The road to the promised land is laden with setbacks, peril, like the Greyhound that had motor trouble that turned into a struggle half-way across Alabam', 'til that hound broke down and left 'em all stranded in downtown Birmingham. But there is also deliverance: a through train ticket from Birmingham to New Orleans, hitchhikin' to loved ones in Houston, who--sure as you're born!--won't let the poor boy down: new silk suit, luggage in his hand, he wakes up high over Albuquerque on a jet to the promised land.

It's the wee wee hours at the end of 1964. The Beatles and The Animals and The Rolling Stones are already in the process of reminding everyone that "Chuck Berry" and "rock 'n' roll" are the same damned thing, and they won't let the poor boy down, either.

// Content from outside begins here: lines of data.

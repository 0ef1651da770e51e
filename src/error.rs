use chrono::{DateTime, Utc};
use serde::Serialize;
use thiserror::Error;

/// Error taxonomy for the introspection/CRUD core.
///
/// Each variant carries an HTTP-style status code so callers embedding this
/// library behind a web framework can translate failures uniformly.
#[derive(Error, Debug)]
pub enum BackplaneError {
    #[error("Validation error: {0}")]
    Validation(String),

    #[error("Not found: {0}")]
    NotFound(String),

    #[error("Unauthorized: {0}")]
    Unauthorized(String),

    #[error("Connection error: {message}")]
    Connection {
        message: String,
        details: Option<String>,
    },

    #[error("Database error: {message}")]
    Database {
        message: String,
        details: Option<String>,
    },

    #[error("Internal error: {0}")]
    Internal(String),
}

impl BackplaneError {
    pub fn connection(message: impl Into<String>) -> Self {
        BackplaneError::Connection {
            message: message.into(),
            details: None,
        }
    }

    pub fn database(message: impl Into<String>) -> Self {
        BackplaneError::Database {
            message: message.into(),
            details: None,
        }
    }

    /// Machine-readable code used in the error envelope.
    pub fn code(&self) -> &'static str {
        match self {
            BackplaneError::Validation(_) => "VALIDATION_ERROR",
            BackplaneError::NotFound(_) => "NOT_FOUND",
            BackplaneError::Unauthorized(_) => "UNAUTHORIZED",
            BackplaneError::Connection { .. } => "CONNECTION_ERROR",
            BackplaneError::Database { .. } => "DATABASE_ERROR",
            BackplaneError::Internal(_) => "INTERNAL_SERVER_ERROR",
        }
    }

    pub fn status_code(&self) -> u16 {
        match self {
            BackplaneError::Validation(_) => 400,
            BackplaneError::NotFound(_) => 404,
            BackplaneError::Unauthorized(_) => 401,
            BackplaneError::Connection { .. }
            | BackplaneError::Database { .. }
            | BackplaneError::Internal(_) => 500,
        }
    }

    fn details(&self) -> Option<&str> {
        match self {
            BackplaneError::Connection { details, .. }
            | BackplaneError::Database { details, .. } => details.as_deref(),
            _ => None,
        }
    }

    /// Build the uniform response envelope for this error.
    ///
    /// `include_details` should be off in production so raw driver messages
    /// never reach clients.
    pub fn to_envelope(&self, include_details: bool) -> ErrorEnvelope {
        ErrorEnvelope {
            error: ErrorBody {
                message: self.to_string(),
                code: self.code(),
                status_code: self.status_code(),
                details: if include_details {
                    self.details().map(str::to_string)
                } else {
                    None
                },
                timestamp: Utc::now(),
            },
        }
    }
}

/// Uniform error envelope: `{"error": {message, code, statusCode, details?, timestamp}}`.
#[derive(Debug, Serialize)]
pub struct ErrorEnvelope {
    pub error: ErrorBody,
}

#[derive(Debug, Serialize)]
#[serde(rename_all = "camelCase")]
pub struct ErrorBody {
    pub message: String,
    pub code: &'static str,
    pub status_code: u16,
    #[serde(skip_serializing_if = "Option::is_none")]
    pub details: Option<String>,
    pub timestamp: DateTime<Utc>,
}
use serde::Serialize;

use crate::error::BackplaneError;

/// The assembled introspection result: schemas, table nodes and foreign-key
/// edges, ready to serialize for a graph renderer.
#[derive(Debug, Clone, Serialize)]
pub struct SchemaGraph {
    pub schemas: Vec<String>,
    pub nodes: Vec<TableNode>,
    pub edges: Vec<ForeignKeyEdge>,
}

/// A single table or view, keyed by `schema.table`.
#[derive(Debug, Clone, Serialize)]
#[serde(rename_all = "camelCase")]
pub struct TableNode {
    /// `"{schema}.{name}"`, unique across the graph.
    pub id: String,
    pub schema: String,
    pub name: String,
    /// `BASE TABLE` or `VIEW`, as reported by `information_schema.tables`.
    #[serde(rename = "type")]
    pub table_type: String,
    /// Primary-key column names in key order; empty when the table has none.
    pub primary_key: Vec<String>,
    /// Columns ordered by ordinal position.
    pub columns: Vec<ColumnInfo>,
}

/// Metadata for a single column.
#[derive(Debug, Clone, Serialize)]
pub struct ColumnInfo {
    pub name: String,
    /// Human-readable SQL standard type (`data_type`).
    #[serde(rename = "type")]
    pub data_type: String,
    /// Engine-native type name (`udt_name`), e.g. `int4`, `uuid`.
    pub udt: String,
    pub nullable: bool,
    /// Raw SQL default expression, if any.
    pub default: Option<String>,
    /// 1-based ordinal position, unique within the table.
    pub position: i32,
}

/// A foreign-key relationship between two table nodes.
#[derive(Debug, Clone, Serialize)]
#[serde(rename_all = "camelCase")]
pub struct ForeignKeyEdge {
    /// Constraint name, unique within its schema.
    pub id: String,
    /// Referencing table id (`schema.table`).
    pub source: String,
    pub source_column: String,
    /// Referenced table id (`schema.table`).
    pub target: String,
    pub target_column: String,
    /// Display label, `"{source_column} → {target_column}"`.
    pub label: String,
}

/// Metadata for one index on a table, queried on demand.
#[derive(Debug, Clone, Serialize)]
pub struct IndexInfo {
    pub name: String,
    /// Column names in index order; may repeat across multi-column indexes.
    pub columns: Vec<String>,
    pub unique: bool,
    pub primary: bool,
    /// Access method, e.g. `btree`, `gin`.
    pub method: String,
}

pub fn table_id(schema: &str, name: &str) -> String {
    format!("{schema}.{name}")
}

impl SchemaGraph {
    /// Check that every edge endpoint resolves to an existing node and a
    /// real column on it. Catalog data is assumed consistent, so assembly
    /// skips this; renderers should call it before trusting the edges.
    pub fn validate(&self) -> Result<(), BackplaneError> {
        for edge in &self.edges {
            self.check_endpoint(&edge.id, &edge.source, &edge.source_column)?;
            self.check_endpoint(&edge.id, &edge.target, &edge.target_column)?;
        }
        Ok(())
    }

    fn check_endpoint(
        &self,
        edge_id: &str,
        table: &str,
        column: &str,
    ) -> Result<(), BackplaneError> {
        let node = self
            .nodes
            .iter()
            .find(|n| n.id == table)
            .ok_or_else(|| {
                BackplaneError::database(format!(
                    "foreign key {edge_id} references unknown table {table}"
                ))
            })?;
        if !node.columns.iter().any(|c| c.name == column) {
            return Err(BackplaneError::database(format!(
                "foreign key {edge_id} references unknown column {table}.{column}"
            )));
        }
        Ok(())
    }
}

#[cfg(test)]
mod tests {
    use indoc::indoc;

    use super::*;
    use crate::testutil::{test_column, test_node};

    fn edge(id: &str, source: &str, source_column: &str, target: &str, target_column: &str) -> ForeignKeyEdge {
        ForeignKeyEdge {
            id: id.to_string(),
            source: source.to_string(),
            source_column: source_column.to_string(),
            target: target.to_string(),
            target_column: target_column.to_string(),
            label: format!("{source_column} → {target_column}"),
        }
    }

    #[test]
    fn test_validate_accepts_consistent_graph() {
        let graph = SchemaGraph {
            schemas: vec!["public".to_string()],
            nodes: vec![
                test_node("public", "users", &["id"]),
                test_node("public", "posts", &["id", "author_id"]),
            ],
            edges: vec![edge(
                "posts_author_id_fkey",
                "public.posts",
                "author_id",
                "public.users",
                "id",
            )],
        };
        assert!(graph.validate().is_ok());
    }

    #[test]
    fn test_validate_rejects_dangling_table() {
        let graph = SchemaGraph {
            schemas: vec!["public".to_string()],
            nodes: vec![test_node("public", "posts", &["id", "author_id"])],
            edges: vec![edge(
                "posts_author_id_fkey",
                "public.posts",
                "author_id",
                "public.users",
                "id",
            )],
        };
        let err = graph.validate().unwrap_err();
        assert!(err.to_string().contains("unknown table public.users"));
    }

    #[test]
    fn test_validate_rejects_dangling_column() {
        let mut node = test_node("public", "users", &["id"]);
        node.columns = vec![test_column("id", 1)];
        let graph = SchemaGraph {
            schemas: vec!["public".to_string()],
            nodes: vec![node, test_node("public", "posts", &["id", "author_id"])],
            edges: vec![edge(
                "posts_author_id_fkey",
                "public.posts",
                "author_id",
                "public.users",
                "email",
            )],
        };
        let err = graph.validate().unwrap_err();
        assert!(err.to_string().contains("public.users.email"));
    }

    #[test]
    fn test_index_info_json_shape() {
        let index = IndexInfo {
            name: "users_pkey".to_string(),
            columns: vec!["id".to_string()],
            unique: true,
            primary: true,
            method: "btree".to_string(),
        };
        assert_eq!(
            serde_json::to_string_pretty(&index).unwrap(),
            indoc! {r#"
                {
                  "name": "users_pkey",
                  "columns": [
                    "id"
                  ],
                  "unique": true,
                  "primary": true,
                  "method": "btree"
                }"#}
        );
    }

    #[test]
    fn test_column_serializes_with_renamed_type_fields() {
        let col = test_column("id", 1);
        let json = serde_json::to_value(&col).unwrap();
        assert_eq!(json["type"], "integer");
        assert_eq!(json["udt"], "int4");
        assert_eq!(json["position"], 1);
    }
}
//! Sessions receiving model construction commands

use std::collections::BTreeMap;

use crate::commands::{CommandKind, ModelCommand};
use crate::error::BuildResult;

/// A stateful model session accepting commands in order.
///
/// Implementations may reject a command; the builder aborts on the first
/// rejection and leaves earlier commands applied.
pub trait ModelSession {
    fn submit(&mut self, command: ModelCommand) -> BuildResult<()>;
}

impl ModelSession for Vec<ModelCommand> {
    fn submit(&mut self, command: ModelCommand) -> BuildResult<()> {
        self.push(command);
        Ok(())
    }
}

/// Session that records every command, used for dry runs and build plans
#[derive(Debug, Clone, Default)]
pub struct RecordingSession {
    commands: Vec<ModelCommand>,
}

impl RecordingSession {
    pub fn new() -> Self {
        Self::default()
    }

    pub fn commands(&self) -> &[ModelCommand] {
        &self.commands
    }

    pub fn into_commands(self) -> Vec<ModelCommand> {
        self.commands
    }

    pub fn len(&self) -> usize {
        self.commands.len()
    }

    pub fn is_empty(&self) -> bool {
        self.commands.is_empty()
    }

    /// Number of recorded commands of one kind
    pub fn count(&self, kind: CommandKind) -> usize {
        self.commands.iter().filter(|c| c.kind() == kind).count()
    }

    /// Recorded commands of one kind, in order
    pub fn of_kind(&self, kind: CommandKind) -> impl Iterator<Item = &ModelCommand> {
        self.commands.iter().filter(move |c| c.kind() == kind)
    }

    /// Histogram of recorded command kinds
    pub fn counts(&self) -> BTreeMap<CommandKind, usize> {
        let mut counts = BTreeMap::new();
        for command in &self.commands {
            *counts.entry(command.kind()).or_insert(0) += 1;
        }
        counts
    }
}

impl ModelSession for RecordingSession {
    fn submit(&mut self, command: ModelCommand) -> BuildResult<()> {
        log::trace!("Recording {:?}", command);
        self.commands.push(command);
        Ok(())
    }
}
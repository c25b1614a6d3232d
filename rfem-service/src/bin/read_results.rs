use mast_model::prelude::FeaOutput;

/// Print the displacement of one node and the internal forces of one member
/// for one load case of an FEA output document.
///
/// Usage: read_results [output.json] [load_case_id] [node] [member]
fn main() -> anyhow::Result<()> {
    tracing_subscriber::fmt::init();

    let args: Vec<String> = std::env::args().collect();
    let arg = |i: usize, default: &'static str| args.get(i).map(|s| s.as_str()).unwrap_or(default);

    let output_path = arg(1, "01-examples-nils/04_fea_output_B1.json");
    let load_case_id = arg(2, "C37");
    let node_number = arg(3, "94");
    let member_number = arg(4, "1");

    let output = FeaOutput::load(output_path)?;
    tracing::info!(
        "Loaded {} load case results from {}",
        output.fea_load_case_results.len(),
        output_path
    );

    match output.node_displacement(load_case_id, node_number)? {
        Some(displacement) => println!("{}", displacement),
        None => tracing::warn!("No displacement for node {} in {}", node_number, load_case_id),
    }
    match output.internal_forces(load_case_id, member_number)? {
        Some(forces) => println!("{}", forces),
        None => tracing::warn!("No internal forces for member {} in {}", member_number, load_case_id),
    }
    Ok(())
}
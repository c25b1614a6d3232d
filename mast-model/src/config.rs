//! Builder configuration: conventions, catalog and fixed model settings

use serde::{Deserialize, Serialize};
use std::fs;
use std::path::Path;

use crate::commands::{AnalysisKind, BaseSettings, SelfWeight, SupportType};
use crate::error::{BuildError, BuildResult};
use crate::sections::SectionCatalog;

/// Gravitational constant of the input documents (mm/s²) giving a factor of 1
pub const STANDARD_GRAVITY_MM: f64 = 9810.0;

/// Axis and sign convention between the input document and the target model
#[derive(Debug, Clone, Copy, PartialEq, Serialize, Deserialize)]
#[serde(from = "AxisConventionRepr")]
pub struct AxisConvention {
    /// Negate node Z coordinates
    pub flip_node_z: bool,
    /// Negate X components of forces and imposed displacements
    pub flip_force_x: bool,
    /// Negate Z components of forces and imposed displacements
    pub flip_force_z: bool,
    /// Self-weight factor = gravitational constant / divisor
    pub gravity_divisor: f64,
}

impl AxisConvention {
    /// Document axes used as-is, Z pointing up
    pub fn z_up() -> Self {
        Self {
            flip_node_z: false,
            flip_force_x: false,
            flip_force_z: false,
            gravity_divisor: STANDARD_GRAVITY_MM,
        }
    }

    /// Z pointing down in the target model: node Z and force X/Z negated
    pub fn z_down() -> Self {
        Self {
            flip_node_z: true,
            flip_force_x: true,
            flip_force_z: true,
            gravity_divisor: -STANDARD_GRAVITY_MM,
        }
    }

    pub fn node_z(&self, z: f64) -> f64 {
        if self.flip_node_z {
            -z
        } else {
            z
        }
    }

    /// Apply the component flips to a vector given in document axes
    pub fn vector(&self, x: f64, y: f64, z: f64) -> [f64; 3] {
        [
            if self.flip_force_x { -x } else { x },
            y,
            if self.flip_force_z { -z } else { z },
        ]
    }

    /// Self-weight for a load case gravitational constant
    pub fn self_weight(&self, gravitational_constant: f64) -> SelfWeight {
        if gravitational_constant == 0.0 {
            SelfWeight::disabled()
        } else {
            SelfWeight::along_z(gravitational_constant / self.gravity_divisor)
        }
    }
}

impl Default for AxisConvention {
    fn default() -> Self {
        Self::z_up()
    }
}

#[derive(Deserialize)]
#[serde(rename_all = "snake_case")]
enum ConventionPreset {
    ZUp,
    ZDown,
}

#[derive(Deserialize)]
struct ExplicitConvention {
    #[serde(default)]
    flip_node_z: bool,
    #[serde(default)]
    flip_force_x: bool,
    #[serde(default)]
    flip_force_z: bool,
    #[serde(default = "default_divisor")]
    gravity_divisor: f64,
}

fn default_divisor() -> f64 {
    STANDARD_GRAVITY_MM
}

#[derive(Deserialize)]
#[serde(untagged)]
enum AxisConventionRepr {
    Preset(ConventionPreset),
    Explicit(ExplicitConvention),
}

impl From<AxisConventionRepr> for AxisConvention {
    fn from(repr: AxisConventionRepr) -> Self {
        match repr {
            AxisConventionRepr::Preset(ConventionPreset::ZUp) => Self::z_up(),
            AxisConventionRepr::Preset(ConventionPreset::ZDown) => Self::z_down(),
            AxisConventionRepr::Explicit(e) => Self {
                flip_node_z: e.flip_node_z,
                flip_force_x: e.flip_force_x,
                flip_force_z: e.flip_force_z,
                gravity_divisor: e.gravity_divisor,
            },
        }
    }
}

/// How generated nodal load numbers advance across load cases
#[derive(Debug, Clone, Copy, PartialEq, Eq, Default, Serialize, Deserialize)]
#[serde(rename_all = "snake_case")]
pub enum LoadNumbering {
    /// One counter for the whole document
    #[default]
    Shared,
    /// Counter restarts at 1 in every load case
    PerLoadCase,
}

/// The single material assigned to the model
#[derive(Debug, Clone, PartialEq, Eq, Serialize, Deserialize)]
pub struct MaterialSpec {
    pub no: u32,
    pub name: String,
}

impl Default for MaterialSpec {
    fn default() -> Self {
        Self {
            no: 1,
            name: "S235".to_string(),
        }
    }
}

/// Static analysis settings created after the load cases
#[derive(Debug, Clone, PartialEq, Eq, Serialize, Deserialize)]
pub struct AnalysisSpec {
    pub no: u32,
    pub name: String,
    pub kind: AnalysisKind,
}

impl AnalysisSpec {
    pub fn linear() -> Self {
        Self {
            no: 1,
            name: "Linear".to_string(),
            kind: AnalysisKind::GeometricallyLinear,
        }
    }

    pub fn large_deformation() -> Self {
        Self {
            no: 3,
            name: "LargeDeformation".to_string(),
            kind: AnalysisKind::LargeDeformation,
        }
    }
}

impl Default for AnalysisSpec {
    fn default() -> Self {
        Self::linear()
    }
}

/// Complete builder configuration.
///
/// Every field has a default, so a config file only lists what it changes.
#[derive(Debug, Clone, PartialEq, Serialize, Deserialize)]
#[serde(default)]
pub struct BuilderConfig {
    pub model_name: String,
    pub axis_convention: AxisConvention,
    pub section_catalog: SectionCatalog,
    pub support_type: SupportType,
    pub material: MaterialSpec,
    pub analysis: AnalysisSpec,
    pub base_settings: Option<BaseSettings>,
    pub load_numbering: LoadNumbering,
    /// Trigger all analyses before finishing the modification
    pub calculate_all: bool,
    /// Check node references before emitting any command
    pub validate_references: bool,
}

impl Default for BuilderConfig {
    fn default() -> Self {
        Self {
            model_name: "mast_model".to_string(),
            axis_convention: AxisConvention::default(),
            section_catalog: SectionCatalog::default(),
            support_type: SupportType::Hinged,
            material: MaterialSpec::default(),
            analysis: AnalysisSpec::default(),
            base_settings: None,
            load_numbering: LoadNumbering::Shared,
            calculate_all: true,
            validate_references: true,
        }
    }
}

impl BuilderConfig {
    /// Settings of the guyed mast script: z-up axes, base settings,
    /// large deformation analysis
    pub fn guyed_mast() -> Self {
        Self {
            model_name: "guyed_mast_example".to_string(),
            base_settings: Some(BaseSettings::default()),
            analysis: AnalysisSpec::large_deformation(),
            calculate_all: false,
            ..Self::default()
        }
    }

    /// Settings of the lattice tower script: z-down axes, linear analysis
    pub fn lattice_tower() -> Self {
        Self {
            model_name: "lattice_example_rfem".to_string(),
            axis_convention: AxisConvention::z_down(),
            ..Self::default()
        }
    }

    pub fn load(path: impl AsRef<Path>) -> BuildResult<Self> {
        let json = fs::read_to_string(path)?;
        Self::from_json_str(&json)
    }

    pub fn from_json_str(json: &str) -> BuildResult<Self> {
        let config: Self = serde_json::from_str(json)?;
        config.validate()?;
        Ok(config)
    }

    pub fn validate(&self) -> BuildResult<()> {
        let divisor = self.axis_convention.gravity_divisor;
        if divisor == 0.0 || !divisor.is_finite() {
            return Err(BuildError::InvalidConfig(format!(
                "gravity divisor must be finite and non-zero, got {}",
                divisor
            )));
        }
        if self.material.no == 0 {
            return Err(BuildError::InvalidConfig(
                "material number must be positive".to_string(),
            ));
        }
        Ok(())
    }
}

#[cfg(test)]
mod tests {
    use super::*;
    use approx::assert_relative_eq;

    #[test]
    fn test_self_weight_factor() {
        let up = AxisConvention::z_up().self_weight(9810.0);
        assert!(up.enabled);
        assert_relative_eq!(up.z_factor(), 1.0);

        let down = AxisConvention::z_down().self_weight(4905.0);
        assert_relative_eq!(down.z_factor(), -0.5);

        assert_eq!(AxisConvention::z_up().self_weight(0.0), SelfWeight::disabled());
    }

    #[test]
    fn test_z_down_flips() {
        let c = AxisConvention::z_down();
        assert_eq!(c.node_z(12.5), -12.5);
        assert_eq!(c.vector(1.0, 2.0, 3.0), [-1.0, 2.0, -3.0]);
        assert_eq!(AxisConvention::z_up().vector(1.0, 2.0, 3.0), [1.0, 2.0, 3.0]);
    }

    #[test]
    fn test_convention_presets_and_explicit() {
        let config = BuilderConfig::from_json_str(r#"{"axis_convention": "z_down"}"#).unwrap();
        assert_eq!(config.axis_convention, AxisConvention::z_down());

        let config =
            BuilderConfig::from_json_str(r#"{"axis_convention": {"flip_node_z": true}}"#).unwrap();
        assert!(config.axis_convention.flip_node_z);
        assert!(!config.axis_convention.flip_force_x);
        assert_eq!(config.axis_convention.gravity_divisor, 9810.0);
    }

    #[test]
    fn test_partial_config_keeps_defaults() {
        let config = BuilderConfig::from_json_str(
            r#"{"support_type": "fixed", "load_numbering": "per_load_case"}"#,
        )
        .unwrap();
        assert_eq!(config.support_type, SupportType::Fixed);
        assert_eq!(config.load_numbering, LoadNumbering::PerLoadCase);
        assert_eq!(config.material, MaterialSpec::default());
        assert_eq!(config.section_catalog.label_for("D14"), "R 14");
        assert!(config.validate_references);
    }

    #[test]
    fn test_zero_divisor_rejected() {
        let err = BuilderConfig::from_json_str(r#"{"axis_convention": {"gravity_divisor": 0.0}}"#)
            .unwrap_err();
        assert!(matches!(err, BuildError::InvalidConfig(_)));
    }
}
//! FEA input document - the tower and its load cases

use serde::{Deserialize, Serialize};
use std::fs;
use std::path::Path;

use crate::elements::{FrameElement, Node, Support};
use crate::error::BuildResult;
use crate::loads::{LoadCase, PredefinedNodeDisplacement};

/// Tower geometry, members and supports
#[derive(Debug, Clone, Default, PartialEq, Serialize, Deserialize)]
pub struct TowerInput {
    pub nodes: Vec<Node>,
    pub frame_elements: Vec<FrameElement>,
    #[serde(default)]
    pub tower_supports: Vec<Support>,
    /// Imposed displacements, applied in every load case
    #[serde(default)]
    pub predefined_node_displacements: Vec<PredefinedNodeDisplacement>,
}

/// Complete FEA input document
#[derive(Debug, Clone, Default, PartialEq, Serialize, Deserialize)]
pub struct FeaInput {
    pub fea_input_tower: TowerInput,
    #[serde(default)]
    pub fea_load_cases: Vec<LoadCase>,
}

impl FeaInput {
    /// Read and parse a document from disk
    pub fn load(path: impl AsRef<Path>) -> BuildResult<Self> {
        let path = path.as_ref();
        log::info!("Reading FEA input from {}", path.display());
        let json = fs::read_to_string(path)?;
        Self::from_json_str(&json)
    }

    /// Parse a document from a JSON string
    pub fn from_json_str(json: &str) -> BuildResult<Self> {
        Ok(serde_json::from_str(json)?)
    }

    pub fn tower(&self) -> &TowerInput {
        &self.fea_input_tower
    }

    pub fn load_cases(&self) -> &[LoadCase] {
        &self.fea_load_cases
    }

    // Builder-style helpers, mostly for assembling documents in code

    pub fn add_node(&mut self, node: Node) -> &mut Self {
        self.fea_input_tower.nodes.push(node);
        self
    }

    pub fn add_element(&mut self, element: FrameElement) -> &mut Self {
        self.fea_input_tower.frame_elements.push(element);
        self
    }

    pub fn add_support(&mut self, support: Support) -> &mut Self {
        self.fea_input_tower.tower_supports.push(support);
        self
    }

    pub fn add_displacement(&mut self, displacement: PredefinedNodeDisplacement) -> &mut Self {
        self.fea_input_tower
            .predefined_node_displacements
            .push(displacement);
        self
    }

    pub fn add_load_case(&mut self, case: LoadCase) -> &mut Self {
        self.fea_load_cases.push(case);
        self
    }
}
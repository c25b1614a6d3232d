//! Mast Model - build RFEM models from tower FEA input documents
//!
//! This library translates the JSON intermediate format produced for lattice
//! towers and guyed masts into an ordered stream of model construction
//! commands:
//! - Nodes, with an explicit axis convention
//! - Sections, deduplicated by cross-section name and relabelled through a catalog
//! - Frame members and guy-wire cables
//! - Nodal supports
//! - Load cases with self-weight, nodal loads and imposed deformations
//!
//! The commands go to a [`session::ModelSession`]; the analysis itself runs in
//! the FEA application behind it.
//!
//! ## Example
//! ```rust
//! use mast_model::prelude::*;
//!
//! let mut input = FeaInput::default();
//! input
//!     .add_node(Node::new(1, 0.0, 0.0, 0.0))
//!     .add_node(Node::new(2, 5.0, 0.0, 0.0))
//!     .add_element(FrameElement::frame(1, 1, 2, "D32"))
//!     .add_support(Support::at(1))
//!     .add_load_case(LoadCase::new(1, "Name1").with_load(NodalLoad::new(2, 1000.0, 0.0, 0.0)));
//!
//! let builder = ModelBuilder::new(BuilderConfig::default());
//! let mut session = RecordingSession::new();
//! let summary = builder.build_model(&input, &mut session).unwrap();
//!
//! assert_eq!(summary.sections[0].label, "R 32");
//! assert_eq!(session.count(CommandKind::NodalLoad), 1);
//! ```

pub mod builder;
pub mod commands;
pub mod config;
pub mod elements;
pub mod error;
pub mod loads;
pub mod model;
pub mod results;
pub mod sections;
pub mod session;
pub mod validation;

// Re-export common types
pub mod prelude {
    pub use crate::builder::{BuildSummary, LoadCounter, ModelBuilder};
    pub use crate::commands::{
        AnalysisKind, BaseSettings, CommandKind, ModelCommand, SelfWeight, SupportType,
    };
    pub use crate::config::{AxisConvention, BuilderConfig, LoadNumbering};
    pub use crate::elements::{FrameElement, MemberType, Node, NodeRef, Support};
    pub use crate::error::{BuildError, BuildResult};
    pub use crate::loads::{Force, LoadCase, NodalLoad, PredefinedNodeDisplacement};
    pub use crate::model::{FeaInput, TowerInput};
    pub use crate::results::{FeaOutput, LoadCaseResult};
    pub use crate::sections::{SectionCatalog, SectionRegistry};
    pub use crate::session::{ModelSession, RecordingSession};
    pub use crate::validation::validate_document;
}
//! Predefined (imposed) node displacements

use serde::{Deserialize, Serialize};

use crate::config::AxisConvention;

/// A prescribed displacement of a node, applied in every load case
#[derive(Debug, Clone, Copy, PartialEq, Serialize, Deserialize)]
pub struct PredefinedNodeDisplacement {
    pub node_number: u32,
    pub x: f64,
    pub y: f64,
    pub z: f64,
}

impl PredefinedNodeDisplacement {
    pub fn new(node_number: u32, x: f64, y: f64, z: f64) -> Self {
        Self { node_number, x, y, z }
    }

    /// Imposed deformation parameters [UX, UY, UZ, PHI_X, PHI_Y, PHI_Z] in
    /// the target model's axes; rotations are never imposed.
    pub fn parameters(&self, convention: &AxisConvention) -> [f64; 6] {
        let [ux, uy, uz] = convention.vector(self.x, self.y, self.z);
        [ux, uy, uz, 0.0, 0.0, 0.0]
    }
}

He's seen the promised land. We've all seen the promised land. We feel its warmth, taste its sweet sense of liberty, of possibility. Freedom. Tell the folks back home this is the promised land calling, and the poor boy is on the line.

Most of Chuck Berry's best-remembered tracks were released in the '50s: "Maybelline," "Roll Over Beethoven," "School Day," "Rock & Roll Music," "Sweet Little Sixteen," "Johnny B. Goode," each a Top 10 hit in that golden span from 1955 to 1958, with the # 2 hit "Sweet Little Sixteen" the highest-charting of the bunch.  His late '50s output was just as good, but not as popular. He returned to the # 10 spot with "No Particular Place To Go" in 1964, and scrapped his way up to # 14 the same year with "You Never Can Tell." He would not have another big hit song until the silly single-entendre novelty "My Ding-A-Ling" gave Chuck Berry his first and only # 1 hit, in the far future (and less discerning) world of 1972. Chuck Berry's only # 1 hit. My freakin' Ding-A-Ling. You wanna talk about committin' a crime...?

So "Promised Land" was not a big hit. It peaked at # 41. But it's my favorite Chuck Berry song, my # 1 among an incredible collection of Chuck Berry classics. Swing low chariot, come down easy, taxi to the terminal zone. The road still leads to an everlasting somewhere. For the Okies. For the Pukes. For Tom Joad and for my kin, for the brown-eyed handsome men and the ladies who love them, the American dreamers, the poor boys, and the poor girls, too. Chuck Berry wrote a song for you. Chuck Berry wrote a song for all of us.